In 1973, 15 college basketball players were honored with a Hershberger Award from the National Association of Collegiate Basketball Writers. Some of those players went on to further college glory and the NBA (one now coaches the Harlem Globetrotters). But the awards were not given in 1974, or any other year, because the award was a hoax, cooked up by four students at College of William & Mary. Steven Noll, Paul Pavlich, Reed Bohne, and Tom Duncan selected the players, sent certificates to their colleges, and issued a press release that the AP circulated.
The pranksters went to great lengths to make the award believable. They spent hours at the library, paging through newspaper box scores to help them select recipients. They designed stationery with a spinning basketball and the official-sounding slogan: "Serving the Sport." They sent correspondence from Mr. Noll's parents' address in Garden City, N.Y., for big-city authority.

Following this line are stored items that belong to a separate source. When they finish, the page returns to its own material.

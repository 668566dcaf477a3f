//! Cookie strings as a browser page sees them.
//!
//! `write_cookie` produces what a page assigns to `document.cookie`,
//! `CookieJar` applies such assignments (and server `Set-Cookie` lines) and
//! renders the `a=1; b=2` string that `read_cookie` scans.

use chrono::{DateTime, NaiveDateTime, TimeDelta, Utc};
use serde::{Deserialize, Serialize};

/// Expiry used when options are saved: ten years.
pub const OPTION_COOKIE_TTL_SECONDS: i64 = 3600 * 24 * 365 * 10;

/// Last second of year 9999; later expiries are clamped to it.
const LATEST_EXPIRY_TIMESTAMP: i64 = 253_402_300_799;
/// Netscape form some servers still use: `Thu, 01-Jan-1970 00:00:00 GMT`.
const NETSCAPE_EXPIRES_FORMAT: &str = "%a, %d-%b-%Y %H:%M:%S GMT";

const GMT_FORMAT: &str = "%a, %d %b %Y %H:%M:%S GMT";

#[derive(Debug, Clone, Copy, Default, PartialEq, Eq, Serialize, Deserialize)]
#[serde(rename_all = "snake_case")]
pub enum CookieLookup {
    /// Match `name=` only where a cookie pair starts.
    #[default]
    Exact,
    /// First `name=` anywhere in the string. A lookup of `raw` is satisfied
    /// by `xraw=5`; the start-index guard in this scan never rejects it.
    Legacy,
}

#[derive(Debug, Clone, Default, PartialEq, Eq)]
pub struct CookieAttributes {
    /// Lifetime relative to now; `None` or zero writes a session cookie.
    pub expires_seconds: Option<i64>,
    pub path: Option<String>,
    pub domain: Option<String>,
    pub secure: bool,
}

impl CookieAttributes {
    #[must_use]
    pub fn expiring_in(seconds: i64) -> Self {
        Self {
            expires_seconds: Some(seconds),
            ..Self::default()
        }
    }
}

#[must_use]
pub fn format_gmt(at: DateTime<Utc>) -> String {
    at.format(GMT_FORMAT).to_string()
}

/// Build a cookie assignment string. Attributes are appended only when set.
#[must_use]
pub fn write_cookie(
    name: &str,
    value: &str,
    attributes: &CookieAttributes,
    now: DateTime<Utc>,
) -> String {
    let mut cookie = format!("{name}={}", escape(value));
    if let Some(seconds) = attributes.expires_seconds.filter(|seconds| *seconds != 0) {
        cookie.push_str(";expires=");
        cookie.push_str(&format_gmt(expiry_after(now, seconds)));
    }
    if let Some(path) = attributes.path.as_deref().filter(|path| !path.is_empty()) {
        cookie.push_str(";path=");
        cookie.push_str(path);
    }
    if let Some(domain) = attributes.domain.as_deref().filter(|domain| !domain.is_empty()) {
        cookie.push_str(";domain=");
        cookie.push_str(domain);
    }
    if attributes.secure {
        cookie.push_str(";secure");
    }
    cookie
}

/// Assignment that expires `name` immediately.
#[must_use]
pub fn delete_cookie(name: &str, now: DateTime<Utc>) -> String {
    format!(
        "{name}=; expires={}",
        format_gmt(now - TimeDelta::milliseconds(1))
    )
}

/// Find `name` in a `a=1; b=2` cookie string and return its unescaped value.
#[must_use]
pub fn read_cookie(cookie_string: &str, name: &str, lookup: CookieLookup) -> Option<String> {
    match lookup {
        CookieLookup::Exact => cookie_string
            .split(';')
            .filter_map(|pair| pair.trim_start().split_once('='))
            .find(|(candidate, _)| *candidate == name)
            .map(|(_, value)| unescape(value)),
        CookieLookup::Legacy => {
            let needle = format!("{name}=");
            let start = cookie_string.find(&needle)?;
            let value_start = start + needle.len();
            let value_end = cookie_string[value_start..]
                .find(';')
                .map_or(cookie_string.len(), |offset| value_start + offset);
            Some(unescape(&cookie_string[value_start..value_end]))
        }
    }
}

fn is_unreserved(unit: u16) -> bool {
    matches!(unit,
        0x30..=0x39 | 0x41..=0x5A | 0x61..=0x7A
        | 0x40 | 0x2A | 0x5F | 0x2B | 0x2D | 0x2E | 0x2F)
}

/// Legacy `escape`: `%XX` below U+0100, `%uXXXX` per UTF-16 unit above it.
#[must_use]
pub fn escape(value: &str) -> String {
    let mut escaped = String::with_capacity(value.len());
    for unit in value.encode_utf16() {
        if is_unreserved(unit) {
            escaped.push(char::from(unit as u8));
        } else if unit < 0x100 {
            escaped.push_str(&format!("%{unit:02X}"));
        } else {
            escaped.push_str(&format!("%u{unit:04X}"));
        }
    }
    escaped
}

/// Inverse of [`escape`]. Malformed escapes are kept literally.
#[must_use]
pub fn unescape(value: &str) -> String {
    let units = value.encode_utf16().collect::<Vec<_>>();
    let mut decoded = Vec::with_capacity(units.len());
    let mut index = 0;
    while index < units.len() {
        if units[index] == u16::from(b'%') {
            if units.get(index + 1) == Some(&u16::from(b'u'))
                && let Some(unit) = hex_units(&units, index + 2, 4)
            {
                decoded.push(unit);
                index += 6;
                continue;
            }
            if let Some(unit) = hex_units(&units, index + 1, 2) {
                decoded.push(unit);
                index += 3;
                continue;
            }
        }
        decoded.push(units[index]);
        index += 1;
    }
    String::from_utf16_lossy(&decoded)
}

fn hex_units(units: &[u16], start: usize, count: usize) -> Option<u16> {
    let digits = units.get(start..start + count)?;
    digits.iter().try_fold(0u16, |acc, unit| {
        let digit = char::from_u32(u32::from(*unit))?.to_digit(16)?;
        Some(acc * 16 + digit as u16)
    })
}

#[derive(Debug, Clone, PartialEq, Eq, Serialize, Deserialize)]
pub struct CookieRecord {
    pub name: String,
    /// Value as written on the wire (escaped, possibly quoted).
    pub value: String,
    #[serde(default, skip_serializing_if = "Option::is_none")]
    pub expires_at: Option<DateTime<Utc>>,
    #[serde(default, skip_serializing_if = "Option::is_none")]
    pub path: Option<String>,
    #[serde(default, skip_serializing_if = "Option::is_none")]
    pub domain: Option<String>,
    #[serde(default)]
    pub secure: bool,
}

impl CookieRecord {
    #[must_use]
    pub fn is_expired(&self, now: DateTime<Utc>) -> bool {
        self.expires_at.is_some_and(|expires_at| expires_at <= now)
    }
}

/// Parse one cookie assignment or `Set-Cookie` line. Unknown attributes
/// are ignored; a malformed expiry leaves the cookie session-scoped.
#[must_use]
pub fn parse_cookie_assignment(line: &str, now: DateTime<Utc>) -> Option<CookieRecord> {
    let mut parts = line.split(';');
    let (name, value) = parts.next()?.split_once('=')?;
    let name = name.trim();
    if name.is_empty() {
        return None;
    }

    let mut record = CookieRecord {
        name: name.to_string(),
        value: value.trim().to_string(),
        expires_at: None,
        path: None,
        domain: None,
        secure: false,
    };
    let mut max_age = None;
    for attribute in parts {
        let (key, argument) = match attribute.split_once('=') {
            Some((key, argument)) => (key.trim(), argument.trim()),
            None => (attribute.trim(), ""),
        };
        match key.to_ascii_lowercase().as_str() {
            "expires" => {
                record.expires_at = parse_expires(argument);
            }
            "max-age" => max_age = argument.parse::<i64>().ok(),
            "path" => record.path = Some(argument.to_string()),
            "domain" => record.domain = Some(argument.to_string()),
            "secure" => record.secure = true,
            _ => {}
        }
    }
    if let Some(seconds) = max_age {
        record.expires_at = Some(expiry_after(now, seconds));
    }
    Some(record)
}

/// `now` shifted by `seconds`, clamped to the epoch and the end of year 9999.
fn expiry_after(now: DateTime<Utc>, seconds: i64) -> DateTime<Utc> {
    let earliest = DateTime::from_timestamp(0, 0).unwrap_or(DateTime::<Utc>::MIN_UTC);
    let latest =
        DateTime::from_timestamp(LATEST_EXPIRY_TIMESTAMP, 0).unwrap_or(DateTime::<Utc>::MAX_UTC);
    match TimeDelta::try_seconds(seconds).and_then(|delta| now.checked_add_signed(delta)) {
        Some(at) => at.clamp(earliest, latest),
        None if seconds < 0 => earliest,
        None => latest,
    }
}

fn parse_expires(argument: &str) -> Option<DateTime<Utc>> {
    DateTime::parse_from_rfc2822(argument)
        .map(|at| at.with_timezone(&Utc))
        .or_else(|_| {
            NaiveDateTime::parse_from_str(argument, NETSCAPE_EXPIRES_FORMAT)
                .map(|at| at.and_utc())
        })
        .ok()
}

/// Ordered cookie collection with browser assignment semantics: same name
/// replaces in place, an expired assignment removes.
#[derive(Debug, Clone, Default, PartialEq, Eq, Serialize, Deserialize)]
pub struct CookieJar {
    records: Vec<CookieRecord>,
}

impl CookieJar {
    #[must_use]
    pub fn new() -> Self {
        Self::default()
    }

    /// Apply an assignment string. Returns false when it could not be parsed.
    pub fn apply(&mut self, assignment: &str, now: DateTime<Utc>) -> bool {
        match parse_cookie_assignment(assignment, now) {
            Some(record) => {
                self.insert(record, now);
                true
            }
            None => false,
        }
    }

    pub fn insert(&mut self, record: CookieRecord, now: DateTime<Utc>) {
        let expired = record.is_expired(now);
        let existing = self
            .records
            .iter()
            .position(|candidate| candidate.name == record.name);
        match (existing, expired) {
            (Some(index), true) => {
                self.records.remove(index);
            }
            (Some(index), false) => self.records[index] = record,
            (None, true) => {}
            (None, false) => self.records.push(record),
        }
    }

    pub fn purge_expired(&mut self, now: DateTime<Utc>) {
        self.records.retain(|record| !record.is_expired(now));
    }

    /// Live cookies rendered as `a=1; b=2`.
    #[must_use]
    pub fn cookie_string(&self, now: DateTime<Utc>) -> String {
        self.records
            .iter()
            .filter(|record| !record.is_expired(now))
            .map(|record| format!("{}={}", record.name, record.value))
            .collect::<Vec<_>>()
            .join("; ")
    }

    pub fn records(&self) -> &[CookieRecord] {
        &self.records
    }

    pub fn is_empty(&self) -> bool {
        self.records.is_empty()
    }
}
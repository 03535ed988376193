//! Reusable text input state with cursor management
//!
//! The cursor counts characters, not bytes, so Cyrillic input edits cleanly.

use ratatui::{
    buffer::Buffer,
    layout::Rect,
    style::{Modifier, Style},
    widgets::{Paragraph, Widget},
};
use unicode_width::UnicodeWidthStr;

/// Single-line text input state
#[derive(Debug, Clone, Default, PartialEq, Eq)]
pub struct TextInputState {
    /// Current input text
    pub input: String,
    /// Cursor position in characters
    pub cursor: usize,
}

impl TextInputState {
    pub fn new() -> Self {
        Self::default()
    }

    /// Create with initial value, cursor at the end
    pub fn with_value(value: &str) -> Self {
        let mut state = Self::new();
        state.set(value);
        state
    }

    /// Set the input value and move cursor to end
    pub fn set(&mut self, value: &str) {
        self.input = value.to_string();
        self.cursor = self.char_len();
    }

    pub fn clear(&mut self) {
        self.input.clear();
        self.cursor = 0;
    }

    pub fn value(&self) -> &str {
        &self.input
    }

    pub fn is_empty(&self) -> bool {
        self.input.is_empty()
    }

    fn char_len(&self) -> usize {
        self.input.chars().count()
    }

    /// Byte offset of the character at `char_idx`
    fn byte_index(&self, char_idx: usize) -> usize {
        self.input
            .char_indices()
            .nth(char_idx)
            .map(|(i, _)| i)
            .unwrap_or(self.input.len())
    }

    fn char_at(&self, char_idx: usize) -> Option<char> {
        self.input.chars().nth(char_idx)
    }

    /// Insert a string at cursor position
    pub fn insert_str(&mut self, s: &str) {
        let at = self.byte_index(self.cursor);
        self.input.insert_str(at, s);
        self.cursor += s.chars().count();
    }

    /// Delete character before cursor (backspace)
    pub fn delete_char(&mut self) {
        if self.cursor > 0 {
            self.cursor -= 1;
            let at = self.byte_index(self.cursor);
            self.input.remove(at);
        }
    }

    /// Delete character at cursor (delete)
    pub fn delete_forward(&mut self) {
        if self.cursor < self.char_len() {
            let at = self.byte_index(self.cursor);
            self.input.remove(at);
        }
    }

    pub fn move_left(&mut self) {
        self.cursor = self.cursor.saturating_sub(1);
    }

    pub fn move_right(&mut self) {
        if self.cursor < self.char_len() {
            self.cursor += 1;
        }
    }

    pub fn move_start(&mut self) {
        self.cursor = 0;
    }

    pub fn move_end(&mut self) {
        self.cursor = self.char_len();
    }

    /// Delete from cursor to start of line (Ctrl+U)
    pub fn delete_to_start(&mut self) {
        let at = self.byte_index(self.cursor);
        self.input.drain(..at);
        self.cursor = 0;
    }

    /// Delete from cursor to end of line (Ctrl+K)
    pub fn delete_to_end(&mut self) {
        let at = self.byte_index(self.cursor);
        self.input.truncate(at);
    }

    /// Move cursor to previous word boundary (Alt+B)
    pub fn move_word_left(&mut self) {
        while self.cursor > 0 && self.char_at(self.cursor - 1) == Some(' ') {
            self.cursor -= 1;
        }
        while self.cursor > 0 && self.char_at(self.cursor - 1) != Some(' ') {
            self.cursor -= 1;
        }
    }

    /// Move cursor to next word boundary (Alt+F)
    pub fn move_word_right(&mut self) {
        let len = self.char_len();
        while self.cursor < len && self.char_at(self.cursor) != Some(' ') {
            self.cursor += 1;
        }
        while self.cursor < len && self.char_at(self.cursor) == Some(' ') {
            self.cursor += 1;
        }
    }

    /// Delete word before cursor (Ctrl+W)
    pub fn delete_word(&mut self) {
        let end = self.byte_index(self.cursor);
        self.move_word_left();
        let start = self.byte_index(self.cursor);
        self.input.drain(start..end);
    }

    /// Render the text with the cursor, scrolled so the cursor stays visible.
    /// The placeholder is shown while the input is empty.
    pub fn render_with_placeholder(
        &self,
        area: Rect,
        buf: &mut Buffer,
        style: Style,
        show_cursor: bool,
        placeholder: &str,
        placeholder_style: Style,
    ) {
        if area.width == 0 || area.height == 0 {
            return;
        }

        let before_cursor = &self.input[..self.byte_index(self.cursor)];
        let cursor_col = before_cursor.width() as u16;
        let scroll = cursor_col.saturating_sub(area.width.saturating_sub(1));

        if self.input.is_empty() {
            Paragraph::new(placeholder)
                .style(placeholder_style)
                .render(area, buf);
        } else {
            Paragraph::new(self.input.as_str())
                .style(style)
                .scroll((0, scroll))
                .render(area, buf);
        }

        if show_cursor {
            let cursor_x = area.x + cursor_col - scroll;
            buf[(cursor_x, area.y)].set_style(Style::default().add_modifier(Modifier::REVERSED));
        }
    }
}

impl std::fmt::Display for TextInputState {
    fn fmt(&self, f: &mut std::fmt::Formatter<'_>) -> std::fmt::Result {
        write!(f, "{}", self.input)
    }
}
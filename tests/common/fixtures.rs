//! Record and store fixtures

use orgdir::data::STORAGE_KEY;
use orgdir::{Address, MemorySlot, Organization, OrganizationStore};

/// A record with a predictable id and a filler address
pub fn org(id: &str, name: &str, director: &str) -> Organization {
    Organization::with_id(
        id,
        name,
        director,
        "+7 000 000 00 00",
        Address::new("г. Казань", "ул. Баумана", "д. 5"),
    )
}

/// Store opened on an absent slot, so it holds the two seed records
pub fn seeded_store() -> (MemorySlot, OrganizationStore) {
    let slot = MemorySlot::new();
    let store = OrganizationStore::open(slot.clone()).expect("open seeded store");
    (slot, store)
}

/// Store opened on an empty collection
pub fn empty_store() -> (MemorySlot, OrganizationStore) {
    let slot = MemorySlot::with_slot(STORAGE_KEY, "[]");
    let store = OrganizationStore::open(slot.clone()).expect("open empty store");
    (slot, store)
}

/// Store holding `count` records with directors "Директор 00", "Директор 01", ...
/// in that store order
pub fn numbered_store(count: usize) -> (MemorySlot, OrganizationStore) {
    let (slot, mut store) = empty_store();
    for i in (0..count).rev() {
        store
            .add(org(
                &format!("id-{i:02}"),
                &format!("Организация {i:02}"),
                &format!("Директор {i:02}"),
            ))
            .expect("add record");
    }
    (slot, store)
}
mod confirmation_dialog;
mod dialog;
mod global_footer;
mod key_hints;
mod org_form_dialog;
mod org_table;
mod pager;
mod search_bar;
mod text_input;
pub mod theme;

pub use confirmation_dialog::{ConfirmationContext, ConfirmationDialog, ConfirmationDialogState};
pub use dialog::{DialogFrame, InstructionBar, StatusLine};
pub use global_footer::{FooterContext, GlobalFooter};
pub use key_hints::{render_key_hints, KeyHintBarStyle};
pub use org_form_dialog::{
    FormField, FormMode, OrgFormDialog, OrgFormState, ADD_TITLE, EDIT_TITLE,
};
pub use org_table::{header_label, OrgTable};
pub use pager::Pager;
pub use search_bar::{SearchBar, SEARCH_PLACEHOLDER};
pub use text_input::TextInputState;
//! Drive the terminal front-end with key events and check what it renders

use std::time::{Duration, Instant};

use super::common::fixtures::{numbered_store, seeded_store};
use super::common::terminal::render_app;
use crossterm::event::{KeyCode, KeyEvent, KeyModifiers};
use orgdir::ui::InputMode;
use orgdir::{App, Config};

fn press(app: &mut App, code: KeyCode) {
    app.handle_key_event(KeyEvent::new(code, KeyModifiers::NONE));
}

fn type_text(app: &mut App, text: &str) {
    for c in text.chars() {
        press(app, KeyCode::Char(c));
    }
}

#[test]
fn test_initial_screen() {
    let (_slot, store) = seeded_store();
    let mut app = App::new(Config::default(), store);

    let screen = render_app(&mut app, 120, 20);
    assert!(screen.contains("Найти по ФИО..."));
    assert!(screen.contains("Название"));
    assert!(screen.contains("ФИО директора"));
    assert!(screen.contains("Номер телефона"));
    assert!(screen.contains("Адрес"));
    assert!(screen.contains("Иванов И.И."));
    assert!(screen.contains("г. Санкт-Петербург, пр. Невский, д. 2"));
    assert!(screen.contains("◀  Страница 1 из 1  ▶"));
}

#[test]
fn test_sort_indicator_follows_toggle() {
    let (_slot, store) = seeded_store();
    let mut app = App::new(Config::default(), store);

    press(&mut app, KeyCode::Char('1'));
    assert!(render_app(&mut app, 120, 20).contains("Название ▲"));

    press(&mut app, KeyCode::Char('1'));
    assert!(render_app(&mut app, 120, 20).contains("Название ▼"));

    press(&mut app, KeyCode::Char('2'));
    let screen = render_app(&mut app, 120, 20);
    assert!(screen.contains("ФИО директора ▲"));
    assert!(!screen.contains("Название ▼"));
}

#[test]
fn test_paging_through_twelve_records() {
    let (_slot, store) = numbered_store(12);
    let mut app = App::new(Config::default(), store);

    press(&mut app, KeyCode::Right);
    press(&mut app, KeyCode::Right);
    press(&mut app, KeyCode::Right);
    let screen = render_app(&mut app, 120, 20);
    assert!(screen.contains("Страница 3 из 3"));
    assert!(screen.contains("Директор 11"));
    assert!(!screen.contains("Директор 09"));

    press(&mut app, KeyCode::Left);
    assert!(render_app(&mut app, 120, 20).contains("Страница 2 из 3"));
}

#[test]
fn test_debounced_search_filters_table() {
    let (_slot, store) = seeded_store();
    let mut app = App::new(Config::default(), store);
    let t0 = Instant::now();

    app.handle_key_event_at(KeyEvent::new(KeyCode::Char('/'), KeyModifiers::NONE), t0);
    for c in "иван".chars() {
        app.handle_key_event_at(KeyEvent::new(KeyCode::Char(c), KeyModifiers::NONE), t0);
    }
    app.tick(t0 + Duration::from_millis(50));
    assert!(render_app(&mut app, 120, 20).contains("Сидоров С.С."));

    app.tick(t0 + Duration::from_millis(200));
    let screen = render_app(&mut app, 120, 20);
    assert!(screen.contains("Иванов И.И."));
    assert!(!screen.contains("Сидоров С.С."));
}

#[test]
fn test_edit_flow_updates_phone() {
    let (slot, store) = seeded_store();
    let mut app = App::new(Config::default(), store);
    let id = app.view().selected_record().unwrap().id.clone();

    press(&mut app, KeyCode::Enter);
    assert_eq!(app.input_mode(), InputMode::Form);
    assert!(render_app(&mut app, 120, 24).contains("Редактировать организацию"));

    // Phone is the third field
    press(&mut app, KeyCode::Tab);
    press(&mut app, KeyCode::Tab);
    app.handle_key_event(KeyEvent::new(KeyCode::Char('u'), KeyModifiers::CONTROL));
    type_text(&mut app, "+7 000 00 00 01");
    press(&mut app, KeyCode::Enter);

    assert_eq!(app.input_mode(), InputMode::Table);
    let updated = app.store().get(&id).unwrap();
    assert_eq!(updated.phone, "+7 000 00 00 01");
    assert!(slot.peek(orgdir::data::STORAGE_KEY).unwrap().contains("+7 000 00 00 01"));
}

#[test]
fn test_delete_last_row_on_page_steps_back() {
    let (_slot, store) = numbered_store(6);
    let mut app = App::new(Config::default(), store);

    press(&mut app, KeyCode::Right);
    assert_eq!(app.view().params().page(), 2);

    press(&mut app, KeyCode::Char('x'));
    assert!(render_app(&mut app, 120, 24).contains("Удалить запись?"));
    press(&mut app, KeyCode::Char('y'));

    assert_eq!(app.store().len(), 5);
    assert_eq!(app.view().params().page(), 1);
    assert!(render_app(&mut app, 120, 24).contains("Страница 1 из 1"));
}

#[test]
fn test_add_form_blocks_blank_submit() {
    let (_slot, store) = seeded_store();
    let mut app = App::new(Config::default(), store);

    press(&mut app, KeyCode::Char('a'));
    type_text(&mut app, "   ");
    press(&mut app, KeyCode::Enter);

    assert_eq!(app.input_mode(), InputMode::Form);
    assert!(render_app(&mut app, 120, 24).contains("Заполните все поля"));
    assert_eq!(app.store().len(), 2);
}

#[test]
fn test_storage_failure_shows_status_and_keeps_rows() {
    let (slot, store) = seeded_store();
    let mut app = App::new(Config::default(), store);
    slot.set_read_only(true);

    press(&mut app, KeyCode::Char('x'));
    press(&mut app, KeyCode::Char('y'));

    let screen = render_app(&mut app, 120, 20);
    assert!(screen.contains("Не удалось сохранить"));
    assert!(screen.contains("Иванов И.И."));
    assert!(screen.contains("Сидоров С.С."));
    assert_eq!(app.input_mode(), InputMode::Table);
}
//! "◀ Страница N из M ▶" page indicator

use ratatui::{
    buffer::Buffer,
    layout::{Alignment, Rect},
    style::{Modifier, Style},
    text::{Line, Span},
    widgets::{Paragraph, Widget},
};

use super::theme::{ACCENT_PRIMARY, TEXT_FAINT, TEXT_SECONDARY};

pub struct Pager {
    page: usize,
    total_pages: usize,
}

impl Pager {
    pub fn new(page: usize, total_pages: usize) -> Self {
        Self { page, total_pages }
    }

    pub fn label(&self) -> String {
        format!("Страница {} из {}", self.page, self.total_pages)
    }

    pub fn has_prev(&self) -> bool {
        self.page > 1
    }

    pub fn has_next(&self) -> bool {
        self.page < self.total_pages
    }
}

fn arrow_style(enabled: bool) -> Style {
    if enabled {
        Style::default()
            .fg(ACCENT_PRIMARY)
            .add_modifier(Modifier::BOLD)
    } else {
        Style::default().fg(TEXT_FAINT)
    }
}

impl Widget for Pager {
    fn render(self, area: Rect, buf: &mut Buffer) {
        let line = Line::from(vec![
            Span::styled("◀", arrow_style(self.has_prev())),
            Span::styled(
                format!("  {}  ", self.label()),
                Style::default().fg(TEXT_SECONDARY),
            ),
            Span::styled("▶", arrow_style(self.has_next())),
        ]);
        Paragraph::new(line)
            .alignment(Alignment::Center)
            .render(area, buf);
    }
}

"My mother thought we'd go to prison for mail fraud," Mr. Noll said.
Paul Pavlich, a co-conspirator, said that plotting the scam was as painstaking as an ascent of Mount Everest. "We tried to figure out everything that could go wrong," he said.
Their preparation paid off. Newspapers printed their fabricated details. An article in the Miami Herald published March 27, 1973, announced the all-rookie team as "selected by the nation's college basketball writers." The Hartford (Conn.) Courant noted that North Carolina State's David Thompson was "the only unanimous choice." News of the award also appeared in the Los Angeles Times, Atlanta Constitution, New York Daily News and elsewhere.